• Aucun résultat trouvé

Dans les études observationnelles, une association entre un point d’aboutissement et un phénotype (un facteur de risque ou une exposition d'intérêt) peut ne pas être causale. Cela peut être dû à des facteurs confondants qui influencent à la fois le phénotype et le point d’aboutissement d'un individu, ou à une causalité inverse lorsque le point d’aboutissement influence le phénotype (369). Bien qu’il soit possible de mesurer des facteurs confondants connus, il n’est jamais certain que tous les facteurs confondants aient été identifiés. L’interprétation des résultats d’associations issus d’études observationnelle ne peut donc pas amener à considérer ces effets comme causaux (370). D’où l’intérêt de la randomisation, qui est la clé pour contrôler les facteurs confondants. Dans la randomisation, l'affectation aléatoire des sujets de l'étude à l’exposition permet de rompre tout lien entre l'exposition et les facteurs de confusion. Cela réduit le potentiel de confusion en générant des groupes qui sont comparables en ce qui concerne les facteurs confondants connus et inconnus.

8.1. Principe de la randomisation mendélienne

La randomisation mendélienne utilise un ou plusieurs variants génétiques qui sont associées à un phénotype pour estimer un effet causal (point 1 de la figure 7). Les variants génétiques ne doivent être associées à aucun facteur confondant et pas directement associées au point d’aboutissement (points 2 et 3 de la figure 7) (370, 371). Ces hypothèses définissent les variants génétiques comme des variables instrumentales (372, 373).
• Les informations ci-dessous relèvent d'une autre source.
//! Mock Baserow instance for end-to-end tests
//!
//! Serves a fixed set of workspaces, databases, tables, and rows over the
//! same REST surface the real Baserow exposes, and records what the server
//! under test sends (authorization headers, login attempts, row queries) so
//! tests can assert on the wire behavior.

use axum::extract::{Path, RawQuery, State};
use axum::http::header::AUTHORIZATION;
use axum::http::{HeaderMap, StatusCode};
use axum::response::{IntoResponse, Response};
use axum::routing::{get, post};
use axum::{Json, Router};
use serde_json::{json, Value};
use std::sync::{Arc, Mutex};
use tokio::net::TcpListener;

use super::constants::*;

/// What the mock has observed so far, shared with the test body.
pub struct MockState {
    /// Whether `token-auth` accepts the test credentials
    pub login_ok: bool,
    /// Number of `token-auth` requests received
    pub login_calls: usize,
    /// `Authorization` header of the most recent resource request
    pub last_auth_header: Option<String>,
    /// Raw query string of the most recent row listing, empty when absent
    pub last_rows_query: Option<String>,
}

impl Default for MockState {
    fn default() -> Self {
        Self {
            login_ok: true,
            login_calls: 0,
            last_auth_header: None,
            last_rows_query: None,
        }
    }
}

type SharedState = Arc<Mutex<MockState>>;

/// Mock Baserow server bound to a random local port
///
/// When dropped, the server gracefully shuts down.
pub struct MockBaserow {
    /// Base URL for the server under test (e.g., "http://127.0.0.1:12345")
    pub base_url: String,

    /// Observed state, also reachable through the accessor methods
    pub state: SharedState,

    _shutdown_tx: Option<tokio::sync::oneshot::Sender<()>>,
}

impl MockBaserow {
    /// Spawns a mock Baserow on a random port
    ///
    /// # Panics
    ///
    /// Panics if port binding fails.
    pub async fn spawn() -> Self {
        let state: SharedState = Arc::new(Mutex::new(MockState::default()));

        let app = Router::new()
            .route("/api/user/token-auth/", post(token_auth))
            .route("/api/user/token-refresh/", post(token_refresh))
            .route("/api/workspaces/", get(list_workspaces).post(create_workspace))
            .route("/api/workspaces/{workspace_id}/", get(get_workspace))
            .route("/api/applications/", get(list_all_applications))
            .route(
                "/api/applications/workspace/{workspace_id}/",
                get(list_workspace_applications).post(create_application),
            )
            .route("/api/applications/{application_id}/", get(get_application))
            .route(
                "/api/database/tables/database/{database_id}/",
                get(list_tables).post(create_table),
            )
            .route("/api/database/tables/{table_id}/", get(get_table))
            .route("/api/database/fields/table/{table_id}/", get(list_fields))
            .route(
                "/api/database/rows/table/{table_id}/",
                get(list_rows).post(create_row),
            )
            .route(
                "/api/database/rows/table/{table_id}/batch/",
                post(batch_create_rows).patch(batch_update_rows),
            )
            .route(
                "/api/database/rows/table/{table_id}/batch-delete/",
                post(batch_delete_rows),
            )
            .route(
                "/api/database/rows/table/{table_id}/{row_id}/",
                get(get_row).patch(update_row).delete(delete_row),
            )
            .with_state(state.clone());

        let listener = TcpListener::bind("127.0.0.1:0")
            .await
            .expect("Failed to bind to random port");
        let base_url = format!(
            "http://{}",
            listener.local_addr().expect("Failed to get local address")
        );

        let (shutdown_tx, shutdown_rx) = tokio::sync::oneshot::channel::<()>();
        tokio::spawn(async move {
            axum::serve(listener, app)
                .with_graceful_shutdown(async {
                    shutdown_rx.await.ok();
                })
                .await
                .expect("Mock Baserow failed");
        });

        Self {
            base_url,
            state,
            _shutdown_tx: Some(shutdown_tx),
        }
    }

    /// Make `token-auth` reject the test credentials from now on
    pub fn set_login_ok(&self, ok: bool) {
        self.state.lock().unwrap().login_ok = ok;
    }

    pub fn login_calls(&self) -> usize {
        self.state.lock().unwrap().login_calls
    }

    pub fn last_auth_header(&self) -> Option<String> {
        self.state.lock().unwrap().last_auth_header.clone()
    }

    pub fn last_rows_query(&self) -> Option<String> {
        self.state.lock().unwrap().last_rows_query.clone()
    }
}

impl Drop for MockBaserow {
    fn drop(&mut self) {
        if let Some(tx) = self._shutdown_tx.take() {
            let _ = tx.send(());
        }
    }
}

// ============================================================================
// Identity endpoints
// ============================================================================

async fn token_auth(
    State(state): State<SharedState>,
    Json(body): Json<Value>,
) -> (StatusCode, Json<Value>) {
    let login_ok = {
        let mut state = state.lock().unwrap();
        state.login_calls += 1;
        state.login_ok
    };

    if login_ok && body["username"] == TEST_USERNAME && body["password"] == TEST_PASSWORD {
        (
            StatusCode::OK,
            Json(json!({
                "token": SESSION_JWT,
                "refresh_token": VALID_REFRESH_TOKEN,
            })),
        )
    } else {
        (
            StatusCode::BAD_REQUEST,
            Json(json!({
                "error": "ERROR_INVALID_CREDENTIALS",
                "detail": "Invalid username or password."
            })),
        )
    }
}

async fn token_refresh(Json(body): Json<Value>) -> (StatusCode, Json<Value>) {
    if body["refresh_token"] == VALID_REFRESH_TOKEN {
        (StatusCode::OK, Json(json!({ "token": SESSION_JWT })))
    } else {
        (
            StatusCode::UNAUTHORIZED,
            Json(json!({
                "error": "ERROR_INVALID_REFRESH_TOKEN",
                "detail": "Refresh token is expired."
            })),
        )
    }
}

// ============================================================================
// Workspace endpoints
// ============================================================================

async fn list_workspaces(
    State(state): State<SharedState>,
    headers: HeaderMap,
) -> (StatusCode, Json<Value>) {
    record_auth(&state, &headers);
    (
        StatusCode::OK,
        Json(json!([
            workspace_json(WORKSPACE_1_ID, WORKSPACE_1_NAME),
            workspace_json(WORKSPACE_2_ID, WORKSPACE_2_NAME),
        ])),
    )
}

async fn get_workspace(
    State(state): State<SharedState>,
    headers: HeaderMap,
    Path(workspace_id): Path<i64>,
) -> (StatusCode, Json<Value>) {
    record_auth(&state, &headers);
    match workspace_id {
        WORKSPACE_1_ID => (
            StatusCode::OK,
            Json(workspace_json(WORKSPACE_1_ID, WORKSPACE_1_NAME)),
        ),
        WORKSPACE_2_ID => (
            StatusCode::OK,
            Json(workspace_json(WORKSPACE_2_ID, WORKSPACE_2_NAME)),
        ),
        _ => workspace_not_found(),
    }
}

async fn create_workspace(
    State(state): State<SharedState>,
    headers: HeaderMap,
    Json(body): Json<Value>,
) -> (StatusCode, Json<Value>) {
    record_auth(&state, &headers);
    let name = body["name"].as_str().unwrap_or("");
    (
        StatusCode::OK,
        Json(workspace_json(CREATED_WORKSPACE_ID, name)),
    )
}

// ============================================================================
// Application endpoints
// ============================================================================

async fn list_all_applications(
    State(state): State<SharedState>,
    headers: HeaderMap,
) -> (StatusCode, Json<Value>) {
    record_auth(&state, &headers);
    (
        StatusCode::OK,
        Json(json!([
            database_1_json(),
            non_database_app_json(),
            database_2_json(),
        ])),
    )
}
À partir de ces hypothèses, et comme les variants génétiques sont aléatoirement distribués lors de la méiose, la variation du phénotype expliquée par la variable instrumentale est indépendante de tout facteur confondant ou biais de causalité inverse (374). De plus, la randomisation mendélienne permet d’inférer la causalité d’un phénotype d’intérêt sur un point d’aboutissement donné et d’estimer l’ampleur de l’effet du phénotype sur le point d’aboutissement (371).

42

Figure 7. Hypothèses définissant une variable instrumentale. Adapté de Walker et al.(375).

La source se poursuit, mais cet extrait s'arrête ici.